▶ _EXERCISE INSTRUCTIONS_: In the records below, find the line with "pub struct ChecklistGroup" and the line with "pub fn is_complete(&self)". Print both exactly, along with every line between them, and no other line.

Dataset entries
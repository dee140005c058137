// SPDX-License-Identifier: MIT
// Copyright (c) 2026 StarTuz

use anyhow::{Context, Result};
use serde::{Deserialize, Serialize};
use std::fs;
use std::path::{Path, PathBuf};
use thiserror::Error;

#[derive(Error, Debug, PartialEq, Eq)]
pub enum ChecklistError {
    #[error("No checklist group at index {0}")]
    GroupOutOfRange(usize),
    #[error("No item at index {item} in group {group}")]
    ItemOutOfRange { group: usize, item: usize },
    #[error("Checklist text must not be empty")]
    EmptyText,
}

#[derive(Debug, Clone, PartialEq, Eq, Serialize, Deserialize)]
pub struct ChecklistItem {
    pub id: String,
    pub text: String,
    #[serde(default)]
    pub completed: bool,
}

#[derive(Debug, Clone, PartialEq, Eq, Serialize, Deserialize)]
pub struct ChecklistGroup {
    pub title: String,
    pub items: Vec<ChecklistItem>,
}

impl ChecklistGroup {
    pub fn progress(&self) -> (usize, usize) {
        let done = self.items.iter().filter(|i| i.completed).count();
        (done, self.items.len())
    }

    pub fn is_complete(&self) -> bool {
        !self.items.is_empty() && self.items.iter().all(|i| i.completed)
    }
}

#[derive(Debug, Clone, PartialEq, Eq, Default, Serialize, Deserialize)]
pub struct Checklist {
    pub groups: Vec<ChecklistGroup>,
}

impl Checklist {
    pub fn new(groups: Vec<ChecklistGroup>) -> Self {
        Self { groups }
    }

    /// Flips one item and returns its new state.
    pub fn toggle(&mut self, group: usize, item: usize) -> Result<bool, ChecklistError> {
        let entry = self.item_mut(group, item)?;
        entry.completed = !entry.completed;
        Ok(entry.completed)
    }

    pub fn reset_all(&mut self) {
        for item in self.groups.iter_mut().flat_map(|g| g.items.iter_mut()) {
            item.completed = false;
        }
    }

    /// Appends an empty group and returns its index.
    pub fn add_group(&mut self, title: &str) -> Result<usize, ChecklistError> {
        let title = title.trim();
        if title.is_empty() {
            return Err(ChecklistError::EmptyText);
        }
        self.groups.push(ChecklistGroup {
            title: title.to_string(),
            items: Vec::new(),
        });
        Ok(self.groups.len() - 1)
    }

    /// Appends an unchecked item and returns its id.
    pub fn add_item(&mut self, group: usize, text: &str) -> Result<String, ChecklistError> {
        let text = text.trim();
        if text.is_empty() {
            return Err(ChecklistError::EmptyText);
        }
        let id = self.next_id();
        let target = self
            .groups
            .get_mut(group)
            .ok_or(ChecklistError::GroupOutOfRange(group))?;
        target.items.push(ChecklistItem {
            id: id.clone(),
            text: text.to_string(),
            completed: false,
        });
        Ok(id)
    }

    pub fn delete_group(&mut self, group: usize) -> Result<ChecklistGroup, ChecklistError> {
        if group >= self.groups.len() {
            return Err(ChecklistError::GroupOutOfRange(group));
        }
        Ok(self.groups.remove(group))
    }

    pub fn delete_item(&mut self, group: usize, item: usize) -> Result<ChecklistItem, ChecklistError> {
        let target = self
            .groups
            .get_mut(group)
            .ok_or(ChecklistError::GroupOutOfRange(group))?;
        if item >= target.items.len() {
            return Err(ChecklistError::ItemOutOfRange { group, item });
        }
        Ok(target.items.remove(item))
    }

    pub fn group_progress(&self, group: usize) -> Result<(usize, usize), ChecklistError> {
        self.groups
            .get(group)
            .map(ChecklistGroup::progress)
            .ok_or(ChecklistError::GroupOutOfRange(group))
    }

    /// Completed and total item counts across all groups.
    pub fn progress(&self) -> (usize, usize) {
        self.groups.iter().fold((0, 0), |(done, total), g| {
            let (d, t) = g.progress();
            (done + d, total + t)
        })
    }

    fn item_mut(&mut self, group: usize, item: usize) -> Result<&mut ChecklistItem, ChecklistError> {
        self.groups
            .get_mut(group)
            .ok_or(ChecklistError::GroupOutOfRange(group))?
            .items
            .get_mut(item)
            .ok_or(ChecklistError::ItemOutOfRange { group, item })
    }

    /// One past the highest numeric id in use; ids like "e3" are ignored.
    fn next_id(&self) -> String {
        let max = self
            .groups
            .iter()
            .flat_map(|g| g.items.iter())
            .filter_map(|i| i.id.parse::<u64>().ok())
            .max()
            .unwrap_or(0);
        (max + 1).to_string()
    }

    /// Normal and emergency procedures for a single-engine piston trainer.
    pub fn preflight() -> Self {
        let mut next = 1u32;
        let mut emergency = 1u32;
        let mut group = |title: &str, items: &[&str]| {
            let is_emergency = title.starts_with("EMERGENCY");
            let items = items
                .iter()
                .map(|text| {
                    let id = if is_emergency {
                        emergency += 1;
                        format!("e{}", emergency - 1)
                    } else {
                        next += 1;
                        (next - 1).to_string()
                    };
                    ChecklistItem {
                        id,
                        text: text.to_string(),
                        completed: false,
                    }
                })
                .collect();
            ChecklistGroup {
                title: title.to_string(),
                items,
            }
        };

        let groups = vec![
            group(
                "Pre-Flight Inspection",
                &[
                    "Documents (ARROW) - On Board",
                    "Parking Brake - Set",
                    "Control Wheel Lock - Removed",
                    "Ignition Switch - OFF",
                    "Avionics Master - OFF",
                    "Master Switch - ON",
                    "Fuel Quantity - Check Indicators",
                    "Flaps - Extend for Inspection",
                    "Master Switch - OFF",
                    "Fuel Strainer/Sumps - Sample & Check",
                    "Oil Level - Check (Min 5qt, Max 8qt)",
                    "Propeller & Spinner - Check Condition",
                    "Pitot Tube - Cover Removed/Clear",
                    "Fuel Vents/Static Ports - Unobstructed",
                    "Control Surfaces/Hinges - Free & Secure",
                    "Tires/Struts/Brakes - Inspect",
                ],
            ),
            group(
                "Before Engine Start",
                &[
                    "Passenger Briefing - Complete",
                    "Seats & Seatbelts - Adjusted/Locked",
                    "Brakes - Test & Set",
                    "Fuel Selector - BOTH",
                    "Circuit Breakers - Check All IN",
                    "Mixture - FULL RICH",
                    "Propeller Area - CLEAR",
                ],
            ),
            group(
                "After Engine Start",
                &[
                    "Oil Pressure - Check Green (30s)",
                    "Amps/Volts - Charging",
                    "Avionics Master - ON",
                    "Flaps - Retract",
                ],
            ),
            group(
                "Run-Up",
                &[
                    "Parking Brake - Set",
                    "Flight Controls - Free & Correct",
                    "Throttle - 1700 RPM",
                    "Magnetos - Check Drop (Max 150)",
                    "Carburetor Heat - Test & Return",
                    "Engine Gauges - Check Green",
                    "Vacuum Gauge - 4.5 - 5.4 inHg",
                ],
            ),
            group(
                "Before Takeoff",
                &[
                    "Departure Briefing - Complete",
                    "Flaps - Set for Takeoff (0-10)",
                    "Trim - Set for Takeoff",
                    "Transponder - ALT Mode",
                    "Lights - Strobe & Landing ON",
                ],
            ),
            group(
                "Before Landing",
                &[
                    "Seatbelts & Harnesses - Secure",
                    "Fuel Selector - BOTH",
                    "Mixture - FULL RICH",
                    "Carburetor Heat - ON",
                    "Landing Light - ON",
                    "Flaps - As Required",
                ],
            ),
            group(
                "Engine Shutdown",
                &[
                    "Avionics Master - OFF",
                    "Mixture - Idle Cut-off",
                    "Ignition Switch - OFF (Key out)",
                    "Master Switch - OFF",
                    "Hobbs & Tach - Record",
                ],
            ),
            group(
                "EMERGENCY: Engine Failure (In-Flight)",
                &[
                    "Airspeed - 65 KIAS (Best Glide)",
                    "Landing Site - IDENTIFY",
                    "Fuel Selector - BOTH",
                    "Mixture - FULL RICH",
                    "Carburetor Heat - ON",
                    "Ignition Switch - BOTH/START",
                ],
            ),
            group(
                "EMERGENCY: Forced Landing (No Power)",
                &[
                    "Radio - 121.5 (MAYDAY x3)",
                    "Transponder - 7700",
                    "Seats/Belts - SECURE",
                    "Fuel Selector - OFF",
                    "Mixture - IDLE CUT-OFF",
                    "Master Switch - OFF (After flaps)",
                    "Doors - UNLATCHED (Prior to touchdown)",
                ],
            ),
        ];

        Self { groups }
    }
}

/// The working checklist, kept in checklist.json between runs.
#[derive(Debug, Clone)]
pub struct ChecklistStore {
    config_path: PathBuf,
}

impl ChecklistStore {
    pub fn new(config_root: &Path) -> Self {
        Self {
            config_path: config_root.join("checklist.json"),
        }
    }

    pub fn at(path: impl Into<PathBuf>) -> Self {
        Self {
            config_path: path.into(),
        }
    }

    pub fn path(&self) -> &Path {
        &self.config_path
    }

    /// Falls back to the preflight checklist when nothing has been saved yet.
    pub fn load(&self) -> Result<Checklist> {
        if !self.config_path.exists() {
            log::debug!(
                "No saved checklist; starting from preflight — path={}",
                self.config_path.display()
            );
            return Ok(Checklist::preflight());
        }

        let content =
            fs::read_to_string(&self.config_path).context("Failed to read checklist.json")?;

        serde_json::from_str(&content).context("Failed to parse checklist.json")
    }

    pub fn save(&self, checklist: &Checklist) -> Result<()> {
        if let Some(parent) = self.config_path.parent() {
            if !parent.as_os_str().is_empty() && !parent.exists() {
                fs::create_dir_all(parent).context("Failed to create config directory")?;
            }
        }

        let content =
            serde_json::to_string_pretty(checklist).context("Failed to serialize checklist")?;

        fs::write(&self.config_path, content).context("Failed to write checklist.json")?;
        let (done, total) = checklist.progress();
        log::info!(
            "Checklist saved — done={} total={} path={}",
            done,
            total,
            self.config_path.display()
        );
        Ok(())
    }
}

▶ _SOLUTION FOR THIS PROBLEM_:
pub struct ChecklistGroup {
    pub title: String,
    pub items: Vec<ChecklistItem>,
}

impl ChecklistGroup {
    pub fn progress(&self) -> (usize, usize) {
        let done = self.items.iter().filter(|i| i.completed).count();
        (done, self.items.len())
    }

    pub fn is_complete(&self) -> bool {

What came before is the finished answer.